2
votes

I am developing a real-time streaming application which needs to send information to AWS Kinesis streams and from there to AWS Redshift. Based on my reading and understanding of documentation, following are the options to push information from Kinesis Streams to Redshift:

  1. Kinesis Streams -> Lambda Function -> Redshift
  2. Kinesis Streams -> Lambda Function -> Kinesis Firehose -> Redshift
  3. Kinesis Streams -> Kinesis Connector Library -> Redshift (https://github.com/awslabs/amazon-kinesis-connectors)

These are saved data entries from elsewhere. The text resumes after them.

// SPDX-License-Identifier: BUSL-1.1
// Copyright (c) 2026 Alfred Jean LLC

//! Engine and node error taxonomy.

use sweep_adapters::{ContentError, ProductStoreError, ScrapeError};
use sweep_storage::StoreError;
use thiserror::Error;

/// Failures inside one node execution.
///
/// Validation failures are not retried; everything else is subject to
/// the node's retry policy. Business not-found is *not* an error; typed
/// nodes report it in their output and the job continues.
#[derive(Debug, Error)]
pub enum NodeError {
    #[error("invalid node config: {0}")]
    Validation(String),

    #[error(transparent)]
    Scrape(#[from] ScrapeError),

    #[error(transparent)]
    Products(#[from] ProductStoreError),

    #[error(transparent)]
    Content(#[from] ContentError),

    #[error("store error during node execution: {0}")]
    Store(#[from] StoreError),

    #[error("{0}")]
    Failed(String),
}

impl NodeError {
    /// Whether the retry policy applies to this failure.
    pub fn is_retryable(&self) -> bool {
        !matches!(self, NodeError::Validation(_))
    }
}

/// Failures of the engine itself. Job-level problems (deadlock, node
/// exhaustion, unknown workflow) are recorded on the job record instead;
/// only infrastructure failures surface here.
#[derive(Debug, Error)]
pub enum EngineError {
    #[error(transparent)]
    Store(#[from] StoreError),
}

I found the Kinesis Connector option to be the best option for moving information from Streams to Redshift. However, I am not able to understand where do we deploy this library and how does this run? Does this need to run as a lambda function or as a java function on an EC2 instance. Based on the readme I am not able to get that information. In case anyone has worked with connectors successfully, I will appreciate the insight very much.

1

1 Answers

6
votes

If you're using the Kinesis Connector Library then you want to deploy it on an EC2 instance, but using a Lambda function without the Connector Library is a lot easier and better in my opinion. It handles batching, scaling up your instance invocation and retries. Dead Letter Queues are probably coming soon too for Lambda + Kinesis.

Basically it's a lot easier to scale and deal with failures in Lambda.